Als wir es dann die gefühlten tausend Treppen wieder bergab geschafft hatten, waren wir alle komplett knülle, denn natürlich hatten wir nichts zum Essen mitgenommen und auf dem Gipfel gab es nichts was nicht komplett überteuert gewesen wäre.

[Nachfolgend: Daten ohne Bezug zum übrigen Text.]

//! Decode the worker protocol's `lf` payload into a [`Board`].
//!
//! ICN notation (see [`farchess_core::parse_icn`]) round-trips piece
//! placement only — turn and special rights live outside it, so the wire
//! payload carries them as sibling fields rather than folding everything
//! into one opaque string. `move_rule_counter` and en-passant state have no
//! public constructor on [`Board`] (by design — see `farchess-core`'s board
//! model), so a freshly decoded position always starts with a clean move
//! clock and no en-passant square, the same as a position handed to the
//! core from a fresh variant generator.

use std::collections::HashSet;

use farchess_core::{format_icn, parse_icn, Board, Coord, GameRules, Player};

use crate::error::WorkerError;
use crate::wire::LfPayload;

fn turn_from_marker(marker: &str) -> Result<Player, WorkerError> {
    match marker {
        "w" => Ok(Player::White),
        "b" => Ok(Player::Black),
        other => Err(WorkerError::UnknownTurn { found: other.to_string() }),
    }
}

fn marker_from_turn(turn: Player) -> &'static str {
    match turn {
        Player::White => "w",
        Player::Black | Player::Neutral => "b",
    }
}

/// Build a [`Board`] from a decoded `lf` payload. Rules are fixed to
/// standard chess: the wire format carries a position and a turn, not a
/// full variant rule descriptor, since variant generation is an external
/// collaborator the worker protocol doesn't negotiate.
pub fn decode_lf(payload: &LfPayload) -> Result<Board, WorkerError> {
    let placement = parse_icn(&payload.placement)?;
    let turn = turn_from_marker(&payload.turn)?;
    let special_rights: HashSet<Coord> =
        payload.special_rights.iter().map(|s| s.parse()).collect::<Result<_, _>>()?;

    let mut rules = GameRules::standard_chess();
    rules.turn_order = match turn {
        Player::White => vec![Player::White, Player::Black],
        _ => vec![Player::Black, Player::White],
    };

    Ok(Board::new(placement, special_rights, rules))
}

/// Serialize `board`'s current position back into an `lf` payload, for
/// tests that want a round trip without hand-authoring ICN strings.
pub fn encode_lf(board: &Board) -> LfPayload {
    let placement: Vec<_> = board.all_pieces().map(|p| (p.coords, p.piece_type)).collect();
    let special_rights: Vec<String> = placement
        .iter()
        .filter(|&&(coord, _)| board.has_special_right(coord))
        .map(|&(coord, _)| coord.to_string())
        .collect();
    LfPayload { placement: format_icn(&placement), turn: marker_from_turn(board.turn()).to_string(), special_rights }
}

#[cfg(test)]
mod tests {
    use super::*;
    use farchess_core::Board;

    #[test]
    fn starting_position_round_trips() {
        let board = Board::starting_position();
        let payload = encode_lf(&board);
        let decoded = decode_lf(&payload).unwrap();
        assert_eq!(decoded.turn(), board.turn());
        assert_eq!(decoded.all_pieces().count(), board.all_pieces().count());
    }

    #[test]
    fn black_to_move_is_decoded_correctly() {
        let payload = LfPayload {
            placement: "K 5,1 | k 5,8".to_string(),
            turn: "b".to_string(),
            special_rights: Vec::new(),
        };
        let board = decode_lf(&payload).unwrap();
        assert_eq!(board.turn(), Player::Black);
    }

    #[test]
    fn unknown_turn_marker_is_rejected() {
        let payload =
            LfPayload { placement: "K 5,1 | k 5,8".to_string(), turn: "x".to_string(), special_rights: Vec::new() };
        assert!(decode_lf(&payload).is_err());
    }

    #[test]
    fn malformed_placement_is_rejected() {
        let payload =
            LfPayload { placement: "not an icn string".to_string(), turn: "w".to_string(), special_rights: Vec::new() };
        assert!(decode_lf(&payload).is_err());
    }
}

Die Wärme hat ihr übriges dazu getan.



Nach einer Busfahrt zurück in Richtung Campus haben wir uns dann völlig erschöpft in einem unserer Standartrestaurants niedergelassen und erstmal Mittag gegessen oder zumindest wäre es unser Mittagessen gewesen, allerdings war es da schon abends um sechs. Danach noch fix einen leckeren Schokokuchen gegessen und dann ging es ab unter die Dusche und halbwegs ins Bett, denn wir haben alle nicht mehr ganz so gut gerochen und beschlossen heute nichts mehr zu machen. Und so kommt es dass dieser Blogeintrag noch am gleichen Tag geschrieben werden konnte und tatsächlich mal brandaktuell ist.

Ich geh jetzt ins Bett und werde diesen Tag als Einen der bisher schönsten in Erinnerung behalten.

Allerliebste Grüße von eurer erschöpften, aber möglicherweise sogar braungebrannten Jana!